A regulatory sandbox also creates an environment in which regulators are able to reduce future risks by working with fintech innovators by having a ring-side view of the potential problems.
Although the draft would still have to undergo public scrutiny, the CBN says it cannot be used to circumvent existing laws and regulations and is, therefore, not suitable for a proposed product, service, or solution that is already appropriately addressed under prevailing laws and regulations. It does not also recognise products already rejected by the regulators or the Nigerian government.
According to a report by CGAP, a global partnership of 34 organisations that seek to advance financial inclusion, there is evidence that regulatory sandboxes have become an important vehicle for regulatory monitoring and incremental change, sometimes bearing ties to financial inclusion efforts. With the CBN’s announcement, Nigeria’s regulatory sandbox joins the over 50 operational sandboxes in the world.
There are cost implications
Setting up a regulatory sandbox comes at a price. Although the CBN did not state whether it would be responsible for the cost of setting up the sandbox in the draft, a survey of 28 regulatory agencies in 28 countries including Africa, the Americas, Asia, and Europe conducted by CGAP in 2019, found that in many jurisdictions, the payments or banking supervision department had responsibility for maintaining the innovation facilitator.
The cost of setting up a sandbox in many of the jurisdictions varied in terms of human resources committed, ranging from 1 to 25 permanent staff. A majority (73 percent) of the respondents used internal resources rather than hiring new people. The financial resources committed to the sandbox range from $25,000 to over $2 million.
This discrepancy could be because not all jurisdictions included the salaries of staff dedicated to the sandbox. Nearly all respondents used funds from their core budgets, and only one jurisdiction indicated that it charged application fees for entry into the sandbox,” the report noted.
Regulatory sandboxes vs investors’ confidence
Many investors are attracted to markets with regulatory sandboxes as long as their primary goal remains aligning compliance and regulation with the rapid growth of fintech companies without drowning them in rules. In most cases, sandboxes bring about legal clarity by streamlining authorisation, occasionally accompanied or enabled by regulatory change.
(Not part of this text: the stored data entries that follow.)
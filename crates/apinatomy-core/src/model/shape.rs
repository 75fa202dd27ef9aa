//! Shapes (lyphs and regions) and their borders.

use serde::{Deserialize, Serialize};

use super::{LyphTopology, ResourceInfo, is_false, relations};
use crate::{
    geometry::{Point, Range, Scale},
    identifier::Id,
};

/// Number of border segments of every lyph.
pub const LYPH_BORDERS: usize = 4;

/// A tissue compartment, possibly layered, possibly a template for subtypes.
#[derive(Debug, Clone, Default, PartialEq, Serialize, Deserialize)]
#[serde(rename_all = "camelCase", default)]
pub struct Lyph {
    #[serde(flatten)]
    pub info: ResourceInfo,
    #[serde(skip_serializing_if = "Option::is_none")]
    pub topology: Option<LyphTopology>,
    #[serde(skip_serializing_if = "is_false")]
    pub is_template: bool,
    #[serde(skip_serializing_if = "Vec::is_empty")]
    pub layers: Vec<Id>,
    #[serde(skip_serializing_if = "Option::is_none")]
    pub layer_in: Option<Id>,
    #[serde(skip_serializing_if = "Option::is_none")]
    pub internal_in: Option<Id>,
    #[serde(skip_serializing_if = "Vec::is_empty")]
    pub internal_lyphs: Vec<Id>,
    #[serde(skip_serializing_if = "Vec::is_empty")]
    pub internal_nodes: Vec<Id>,
    #[serde(skip_serializing_if = "Option::is_none")]
    pub conveys: Option<Id>,
    #[serde(skip_serializing_if = "Option::is_none")]
    pub supertype: Option<Id>,
    #[serde(skip_serializing_if = "Vec::is_empty")]
    pub subtypes: Vec<Id>,
    #[serde(skip_serializing_if = "Option::is_none")]
    pub clone_of: Option<Id>,
    #[serde(skip_serializing_if = "Vec::is_empty")]
    pub clones: Vec<Id>,
    /// Links (chain levels) running through this lyph.
    #[serde(skip_serializing_if = "Vec::is_empty")]
    pub bundles: Vec<Id>,
    #[serde(skip_serializing_if = "Vec::is_empty")]
    pub bundles_chains: Vec<Id>,
    #[serde(skip_serializing_if = "Vec::is_empty")]
    pub in_coalescences: Vec<Id>,
    #[serde(skip_serializing_if = "Option::is_none")]
    pub border: Option<Id>,
    #[serde(skip_serializing_if = "Vec::is_empty")]
    pub materials: Vec<Id>,
    #[serde(skip_serializing_if = "Vec::is_empty")]
    pub external: Vec<Id>,
    #[serde(skip_serializing_if = "Vec::is_empty")]
    pub channels: Vec<Id>,
    #[serde(skip_serializing_if = "Vec::is_empty")]
    pub bundles_trees: Vec<Id>,
    #[serde(skip_serializing_if = "Option::is_none")]
    pub scale: Option<Scale>,
    #[serde(skip_serializing_if = "Option::is_none")]
    pub width: Option<f64>,
    #[serde(skip_serializing_if = "Option::is_none")]
    pub height: Option<f64>,
    #[serde(skip_serializing_if = "Option::is_none")]
    pub length: Option<Range>,
    #[serde(skip_serializing_if = "Option::is_none")]
    pub thickness: Option<Range>,
    /// Rotation hint in degrees.
    #[serde(skip_serializing_if = "Option::is_none")]
    pub angle: Option<f64>,
    #[serde(skip_serializing_if = "is_false")]
    pub create3d: bool,
    /// Set once the lyph was expanded as a template.
    #[serde(skip)]
    pub inactive: bool,
}

relations!(Lyph {
    "layers" => many layers,
    "layerIn" => one layer_in,
    "internalIn" => one internal_in,
    "internalLyphs" => many internal_lyphs,
    "internalNodes" => many internal_nodes,
    "conveys" => one conveys,
    "supertype" => one supertype,
    "subtypes" => many subtypes,
    "cloneOf" => one clone_of,
    "clones" => many clones,
    "bundles" => many bundles,
    "bundlesChains" => many bundles_chains,
    "inCoalescences" => many in_coalescences,
    "border" => one border,
    "materials" => many materials,
    "external" => many external,
});

impl Lyph {
    pub fn new(info: ResourceInfo) -> Self {
        Self {
            info,
            ..Default::default()
        }
    }

    /// Mean thickness, counting a missing bound as 1.
    pub fn avg_thickness(&self) -> f64 {
        self.thickness.unwrap_or_default().average()
    }

    /// Mean length, counting a missing bound as 1.
    pub fn avg_length(&self) -> f64 {
        self.length.unwrap_or_default().average()
    }

    /// Width and height for an axis of `axis_length`, scaled by the lyph's percentages.
    pub fn size_for_axis(&self, axis_length: Option<f64>) -> (f64, f64) {
        let base = axis_length.filter(|length| *length != 0.0).unwrap_or(1.0);
        match self.scale {
            Some(scale) => (base * scale.width / 100.0, base * scale.height / 100.0),
            None => (base, base),
        }
    }
}

/// A flat polygonal area.
#[derive(Debug, Clone, Default, PartialEq, Serialize, Deserialize)]
#[serde(rename_all = "camelCase", default)]
pub struct Region {
    #[serde(flatten)]
    pub info: ResourceInfo,
    #[serde(skip_serializing_if = "Vec::is_empty")]
    pub points: Vec<Point>,
    #[serde(skip_serializing_if = "Vec::is_empty")]
    pub internal_lyphs: Vec<Id>,
    #[serde(skip_serializing_if = "Vec::is_empty")]
    pub internal_nodes: Vec<Id>,
    #[serde(skip_serializing_if = "Option::is_none")]
    pub internal_in: Option<Id>,
    #[serde(skip_serializing_if = "Option::is_none")]
    pub border: Option<Id>,
    #[serde(skip_serializing_if = "Option::is_none")]
    pub axis: Option<Id>,
    #[serde(skip_serializing_if = "Vec::is_empty")]
    pub external: Vec<Id>,
}

relations!(Region {
    "internalLyphs" => many internal_lyphs,
    "internalNodes" => many internal_nodes,
    "internalIn" => one internal_in,
    "border" => one border,
    "axis" => one axis,
    "external" => many external,
});

impl Region {
    pub fn new(info: ResourceInfo) -> Self {
        Self {
            info,
            ..Default::default()
        }
    }
}

/// The boundary of one shape, made of segment links.
#[derive(Debug, Clone, Default, PartialEq, Serialize, Deserialize)]
#[serde(rename_all = "camelCase", default)]
pub struct Border {
    #[serde(flatten)]
    pub info: ResourceInfo,
    #[serde(skip_serializing_if = "Option::is_none")]
    pub host: Option<Id>,
    #[serde(skip_serializing_if = "Vec::is_empty")]
    pub borders: Vec<Id>,
}

relations!(Border {
    "host" => one host,
    "borders" => many borders,
});

impl Border {
    pub fn new(info: ResourceInfo) -> Self {
        Self {
            info,
            ..Default::default()
        }
    }
}
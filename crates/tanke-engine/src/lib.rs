//! Progression engine for the 5D question chain.
//!
//! The engine walks a student through the dimensions in order
//! (是何 → 为何 → 如何 → 若何 → 由何), keeps the transcript, and records the
//! latest diagnosis returned by the tutor.
//!
//! # Example
//!
//! ```ignore
//! use std::sync::Arc;
//! use tanke_core::QuestionBank;
//! use tanke_engine::ProgressionEngine;
//!
//! let engine = ProgressionEngine::new(Arc::new(QuestionBank::buoyancy()), tutor);
//! engine.initialize()?;
//! engine.submit_answer("木块和石块都受浮力").await?;
//! engine.advance()?;
//! ```

pub mod engine;
pub mod error;

pub use engine::{AdvanceOutcome, ProgressionEngine, ProgressionState, SubmitOutcome};
pub use error::{EngineError, Result};
//! Question items of the chain.

use serde::{Deserialize, Serialize};

use crate::dimension::Dimension;

/// One question in the chain.
///
/// There is no ordinal field: the order of items within a dimension is the
/// order in which they appear in the bank.
#[derive(Debug, Clone, PartialEq, Eq, Serialize, Deserialize)]
pub struct QuestionItem {
    /// Unique identifier.
    pub id: u32,

    /// Dimension this question belongs to.
    pub dimension: Dimension,

    /// Question text shown to the student.
    pub question: String,

    /// Short teaching context, e.g. "基础现象观察".
    pub context: String,
}

impl QuestionItem {
    /// Creates a new question item.
    pub fn new(
        id: u32,
        dimension: Dimension,
        question: impl Into<String>,
        context: impl Into<String>,
    ) -> Self {
        Self {
            id,
            dimension,
            question: question.into(),
            context: context.into(),
        }
    }
}
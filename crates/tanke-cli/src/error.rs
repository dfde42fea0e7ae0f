//! Error types for the CLI.

use thiserror::Error;

/// Errors surfaced by CLI commands and the REPL.
#[derive(Debug, Error)]
pub enum CliError {
    /// Question bank error.
    #[error("{0}")]
    Core(#[from] tanke_core::CoreError),

    /// Engine error.
    #[error("{0}")]
    Engine(#[from] tanke_engine::EngineError),

    /// Model or Studio error.
    #[error("{0}")]
    Tutor(#[from] tanke_tutor::TutorError),

    /// Line editor error.
    #[error("readline error: {0}")]
    Readline(#[from] rustyline::error::ReadlineError),

    /// I/O error.
    #[error("I/O error: {0}")]
    Io(#[from] std::io::Error),

    /// JSON output error.
    #[error("JSON error: {0}")]
    Json(#[from] serde_json::Error),

    /// Invalid base64 in a generated payload.
    #[error("invalid payload encoding: {0}")]
    Decode(#[from] base64::DecodeError),
}

/// Result type for CLI operations.
pub type Result<T> = std::result::Result<T, CliError>;
//! Command-line interface definition using clap.

use clap::{Parser, Subcommand};
use std::path::PathBuf;
use tanke_core::config;
use tanke_models::Dimension;

/// 探课AI - 5D buoyancy question chain tutor
#[derive(Parser, Debug)]
#[command(name = "tanke")]
#[command(author, version, about, long_about = None)]
pub struct Cli {
    /// Enable verbose output (-v, -vv, -vvv)
    #[arg(short, long, action = clap::ArgAction::Count)]
    pub verbose: u8,

    /// Path to state directory
    #[arg(short, long, env = "TANKE_STATE_DIR")]
    pub state_dir: Option<PathBuf>,

    /// Load questions from a JSON file instead of the built-in bank
    #[arg(short, long, global = true)]
    pub bank: Option<PathBuf>,

    #[command(subcommand)]
    pub command: Option<Commands>,
}

#[derive(Subcommand, Debug)]
pub enum Commands {
    /// Start an interactive learning session
    Learn,

    /// Show the teacher dashboard lesson plan
    Teacher {
        /// Number of rows to show
        #[arg(short, long, default_value_t = tanke_core::DEFAULT_PLAN_ROWS)]
        limit: usize,
    },

    /// List the question bank
    Questions {
        /// Only show one dimension (code, label or 1-5)
        #[arg(short, long)]
        dimension: Option<Dimension>,

        /// Output format (table, json)
        #[arg(short, long, default_value = "table")]
        format: OutputFormat,
    },

    /// Generate Studio material for a dimension
    Studio {
        /// Tool to run
        #[arg(value_enum)]
        tool: StudioTool,

        /// Dimension to focus on (code, label or 1-5)
        #[arg(short, long, default_value = "WHAT")]
        dimension: Dimension,

        /// Topic of the lesson
        #[arg(short, long, default_value = config::DEFAULT_TOPIC)]
        topic: String,

        /// Write image or audio bytes to this file (slides: the cover image)
        #[arg(short, long)]
        output: Option<PathBuf>,

        /// Answer the quiz before the key is shown
        #[arg(long)]
        play: bool,
    },
}

/// Output format for list commands
#[derive(Debug, Clone, Copy, Default, PartialEq, Eq, clap::ValueEnum)]
pub enum OutputFormat {
    #[default]
    Table,
    Json,
}

/// Studio tools
#[derive(Debug, Clone, Copy, PartialEq, Eq, clap::ValueEnum)]
pub enum StudioTool {
    Quiz,
    Flashcards,
    Slides,
    Game,
    Infographic,
    Audio,
}

impl Cli {
    /// Returns the state directory path, using default if not specified.
    pub fn state_dir(&self) -> PathBuf {
        self.state_dir.clone().unwrap_or_else(config::state_dir)
    }

    /// Returns the log level based on verbosity.
    pub fn log_level(&self) -> tracing::Level {
        match self.verbose {
            0 => tracing::Level::WARN,
            1 => tracing::Level::INFO,
            2 => tracing::Level::DEBUG,
            _ => tracing::Level::TRACE,
        }
    }
}
//! Error types for the progression engine.

use thiserror::Error;

/// Engine-specific errors.
///
/// These are usage or data errors. Tutor failures never surface here; the
/// tutor absorbs them into a fallback reply.
#[derive(Debug, Error)]
pub enum EngineError {
    /// An operation was called before `initialize`.
    #[error("Engine not initialized")]
    NotInitialized,

    /// `initialize` was called on a running session.
    #[error("Engine already initialized")]
    AlreadyInitialized,

    /// Lock poisoned.
    #[error("Lock poisoned: {0}")]
    LockPoisoned(String),

    /// Question bank error.
    #[error("Question bank error: {0}")]
    Core(#[from] tanke_core::CoreError),
}

/// Result type for engine operations.
pub type Result<T> = std::result::Result<T, EngineError>;
//! Extraction of the mastery diagnosis embedded in tutor replies.
//!
//! The tutor is instructed to append a block like:
//!
//! ```text
//! 想一想，木块受到的力有哪些？
//! <diagnosis>{"masteryLevel": 73, "identifiedGaps": ["浮力方向"], "recommendedAction": "复习受力分析"}</diagnosis>
//! ```
//!
//! Parsing happens in two steps that can be tested on their own:
//! [`scan_block`] locates the first marker pair and [`decode_status`] turns
//! its payload into a validated [`LearningStatus`]. [`extract`] combines them
//! and never fails: a malformed block leaves the reply untouched so the
//! student still sees the tutor's prose.

use std::ops::Range;
use std::sync::LazyLock;

use regex::Regex;
use serde::Deserialize;
use tanke_models::{InvalidStatus, LearningStatus};
use tracing::{trace, warn};

/// Opening marker of a diagnosis block.
pub const OPEN_MARKER: &str = "<diagnosis>";

/// Closing marker of a diagnosis block.
pub const CLOSE_MARKER: &str = "</diagnosis>";

/// Matches a diagnosis block across lines, non-greedy.
static BLOCK_REGEX: LazyLock<Regex> = LazyLock::new(|| {
    Regex::new(r"(?s)<diagnosis>(.*?)</diagnosis>").expect("Invalid diagnosis regex")
});

/// A located diagnosis block.
#[derive(Debug, Clone, PartialEq, Eq)]
pub struct DiagnosisBlock<'a> {
    /// Byte span of the block including both markers.
    pub span: Range<usize>,
    /// Text between the markers, trimmed.
    pub payload: &'a str,
}

/// Why a located block could not be decoded.
#[derive(Debug, thiserror::Error)]
pub enum DiagnosisError {
    /// Payload is not JSON or lacks a required field.
    #[error("invalid diagnosis JSON: {0}")]
    Json(#[from] serde_json::Error),

    /// Payload decoded but failed validation.
    #[error("invalid diagnosis: {0}")]
    Invalid(#[from] InvalidStatus),
}

/// Outcome of parsing one tutor reply.
#[derive(Debug, Clone, PartialEq)]
pub enum Diagnosis {
    /// A valid block was found and removed.
    Parsed {
        clean_text: String,
        status: LearningStatus,
    },
    /// The reply contains no block.
    Absent,
    /// A block was found but could not be decoded.
    Malformed { reason: String },
}

impl Diagnosis {
    /// Get the parsed status, if any.
    pub fn status(&self) -> Option<&LearningStatus> {
        match self {
            Self::Parsed { status, .. } => Some(status),
            Self::Absent | Self::Malformed { .. } => None,
        }
    }

    /// Resolve into the text to show and the optional status.
    ///
    /// `raw` must be the reply this outcome was parsed from; it is returned
    /// unchanged unless a block was parsed.
    pub fn into_reply(self, raw: &str) -> (String, Option<LearningStatus>) {
        match self {
            Self::Parsed { clean_text, status } => (clean_text, Some(status)),
            Self::Absent | Self::Malformed { .. } => (raw.to_string(), None),
        }
    }
}

/// Wire shape of the payload; numeric mastery is validated separately.
#[derive(Deserialize)]
#[serde(rename_all = "camelCase")]
struct RawStatus {
    mastery_level: serde_json::Number,
    identified_gaps: Vec<String>,
    recommended_action: String,
}

/// Locate the first diagnosis block in `text`.
pub fn scan_block(text: &str) -> Option<DiagnosisBlock<'_>> {
    let captures = BLOCK_REGEX.captures(text)?;
    let whole = captures.get(0)?;
    let payload = captures.get(1)?;

    Some(DiagnosisBlock {
        span: whole.range(),
        payload: payload.as_str().trim(),
    })
}

/// Decode and validate a block payload.
pub fn decode_status(payload: &str) -> Result<LearningStatus, DiagnosisError> {
    let raw: RawStatus = serde_json::from_str(payload)?;

    let level = match raw.mastery_level.as_i64() {
        Some(level) => level,
        None if raw.mastery_level.is_u64() => {
            return Err(InvalidStatus::MasteryOutOfRange(i64::MAX).into())
        }
        None => {
            let value = raw.mastery_level.as_f64().unwrap_or(f64::NAN);
            return Err(InvalidStatus::MasteryNotInteger(value).into());
        }
    };

    Ok(LearningStatus::new(
        level,
        raw.identified_gaps,
        raw.recommended_action,
    )?)
}

/// Parse a tutor reply.
///
/// Only the first block is decoded. When it is valid, every diagnosis block
/// is stripped from the returned text so no markers leak to the student.
pub fn extract(text: &str) -> Diagnosis {
    let Some(block) = scan_block(text) else {
        trace!("No diagnosis block in reply");
        return Diagnosis::Absent;
    };

    match decode_status(block.payload) {
        Ok(status) => {
            let clean_text = BLOCK_REGEX.replace_all(text, "").trim().to_string();
            Diagnosis::Parsed { clean_text, status }
        }
        Err(e) => {
            warn!(error = %e, "Discarding malformed diagnosis block");
            Diagnosis::Malformed {
                reason: e.to_string(),
            }
        }
    }
}

#[cfg(test)]
mod tests {
    use super::*;

    const REPLY: &str = "很好！你注意到了示数变小。\n\n<diagnosis>\n{\"masteryLevel\": 73, \"identifiedGaps\": [\"浮力方向\"], \"recommendedAction\": \"复习受力分析\"}\n</diagnosis>\n";

    #[test]
    fn test_scan_block_finds_payload() {
        let block = scan_block(REPLY).unwrap();
        assert!(block.payload.starts_with('{'));
        assert!(block.payload.ends_with('}'));
        assert!(REPLY[block.span.clone()].starts_with(OPEN_MARKER));
        assert!(REPLY[block.span].ends_with(CLOSE_MARKER));
    }

    #[test]
    fn test_scan_block_absent() {
        assert!(scan_block("没有诊断").is_none());
        assert!(scan_block("<diagnosis>unterminated").is_none());
    }

    #[test]
    fn test_extract_well_formed() {
        match extract(REPLY) {
            Diagnosis::Parsed { clean_text, status } => {
                assert_eq!(clean_text, "很好！你注意到了示数变小。");
                assert_eq!(status.mastery_level, 73);
                assert_eq!(status.identified_gaps, vec!["浮力方向".to_string()]);
                assert_eq!(status.recommended_action, "复习受力分析");
            }
            other => panic!("expected Parsed, got {:?}", other),
        }
    }

    #[test]
    fn test_extract_truncated_json_keeps_text() {
        let corrupted = REPLY.replace("\"recommendedAction\": \"复习受力分析\"}", "\"recommendedAction\": \"复");
        let outcome = extract(&corrupted);
        assert!(matches!(outcome, Diagnosis::Malformed { .. }));

        let (text, status) = outcome.into_reply(&corrupted);
        assert_eq!(text, corrupted);
        assert!(status.is_none());
    }

    #[test]
    fn test_extract_absent() {
        let reply = "浮力的方向是怎样的？";
        let outcome = extract(reply);
        assert_eq!(outcome, Diagnosis::Absent);
        assert_eq!(outcome.into_reply(reply), (reply.to_string(), None));
    }

    #[test]
    fn test_decode_rejects_out_of_range() {
        let err = decode_status(
            r#"{"masteryLevel": 150, "identifiedGaps": [], "recommendedAction": "x"}"#,
        )
        .unwrap_err();
        assert!(matches!(
            err,
            DiagnosisError::Invalid(InvalidStatus::MasteryOutOfRange(150))
        ));

        let err = decode_status(
            r#"{"masteryLevel": -5, "identifiedGaps": [], "recommendedAction": "x"}"#,
        )
        .unwrap_err();
        assert!(matches!(err, DiagnosisError::Invalid(_)));
    }

    #[test]
    fn test_decode_rejects_non_integer() {
        let err = decode_status(
            r#"{"masteryLevel": 72.5, "identifiedGaps": [], "recommendedAction": "x"}"#,
        )
        .unwrap_err();
        assert!(matches!(
            err,
            DiagnosisError::Invalid(InvalidStatus::MasteryNotInteger(_))
        ));

        let err = decode_status(
            r#"{"masteryLevel": "73", "identifiedGaps": [], "recommendedAction": "x"}"#,
        )
        .unwrap_err();
        assert!(matches!(err, DiagnosisError::Json(_)));
    }

    #[test]
    fn test_decode_requires_all_fields() {
        let err = decode_status(r#"{"masteryLevel": 50, "identifiedGaps": []}"#).unwrap_err();
        assert!(matches!(err, DiagnosisError::Json(_)));
    }

    #[test]
    fn test_out_of_range_block_is_malformed() {
        let reply = r#"继续努力<diagnosis>{"masteryLevel": 101, "identifiedGaps": [], "recommendedAction": "x"}</diagnosis>"#;
        let (text, status) = extract(reply).into_reply(reply);
        assert_eq!(text, reply);
        assert!(status.is_none());
    }

    #[test]
    fn test_only_first_block_is_decoded() {
        let reply = concat!(
            "前言",
            r#"<diagnosis>{"masteryLevel": 20, "identifiedGaps": ["a"], "recommendedAction": "first"}</diagnosis>"#,
            "中间",
            r#"<diagnosis>{"masteryLevel": 90, "identifiedGaps": ["b"], "recommendedAction": "second"}</diagnosis>"#,
        );

        match extract(reply) {
            Diagnosis::Parsed { clean_text, status } => {
                assert_eq!(status.mastery_level, 20);
                assert_eq!(status.recommended_action, "first");
                assert_eq!(clean_text, "前言中间");
            }
            other => panic!("expected Parsed, got {:?}", other),
        }
    }
}
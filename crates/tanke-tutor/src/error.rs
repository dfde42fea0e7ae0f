//! Error types for the tutor crate.

use thiserror::Error;

/// Errors that can occur when calling the generative model.
///
/// The tutor client absorbs all of these into a fallback reply; Studio
/// generators propagate them so callers can show an error state.
#[derive(Error, Debug)]
pub enum TutorError {
    /// Model invocation failed (transport or non-success status).
    #[error("model invocation failed: {0}")]
    ModelInvocation(String),

    /// Response body could not be parsed.
    #[error("failed to parse response: {0}")]
    ResponseParse(String),

    /// The response carried no usable candidate.
    #[error("model returned no {0}")]
    EmptyResponse(&'static str),

    /// Structured output did not satisfy the declared shape.
    #[error("invalid {tool} payload: {message}")]
    InvalidPayload {
        /// Studio tool that produced the payload.
        tool: &'static str,
        /// What was wrong with it.
        message: String,
    },

    /// Serialization/deserialization error.
    #[error("serialization error: {0}")]
    Serialization(#[from] serde_json::Error),

    /// Base64 payload could not be decoded.
    #[error("invalid base64 payload: {0}")]
    Decode(#[from] base64::DecodeError),

    /// Configuration error.
    #[error("configuration error: {0}")]
    Configuration(String),
}

/// Result type for tutor operations.
pub type Result<T> = std::result::Result<T, TutorError>;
In the CBN framework, participants are required to provide, among other things, an exit strategy should the test fail or be discontinued; and the next steps the firm would take if the test is successful.
A note of caution
Some experts have also expressed concerns that regulators facilitating and hosting the sandbox may play the role of gatekeeper, slowing down, or even halting innovation. A report by Financial Times found a fintech sandbox to be a harmful regulatory approach for consumers. Also in 2019, 80 consumer groups overwhelmingly opposed a sandbox proposal made by the US Consumer Financial Protection Bureau (CFPB) on the grounds that it was “arbitrary and capricious and unlawful measure that could, in effect, give entire industries relief from complying with aspects of consumer protection laws.”
Dan Quan, Adjunct Scholar, Centre for Monetary and Financial Alternatives, Cato Institute, makes the point that there are fewer sandbox success stories than there are critiques of unsuccessful sandboxes.
“Consumer groups are right to observe that sandboxes, just like any tool, can be misused or even abused,” he wrote. “However, a well-designed and executed sandbox can facilitate innovation and protect consumers, avoiding the pitfalls that concern many critics.”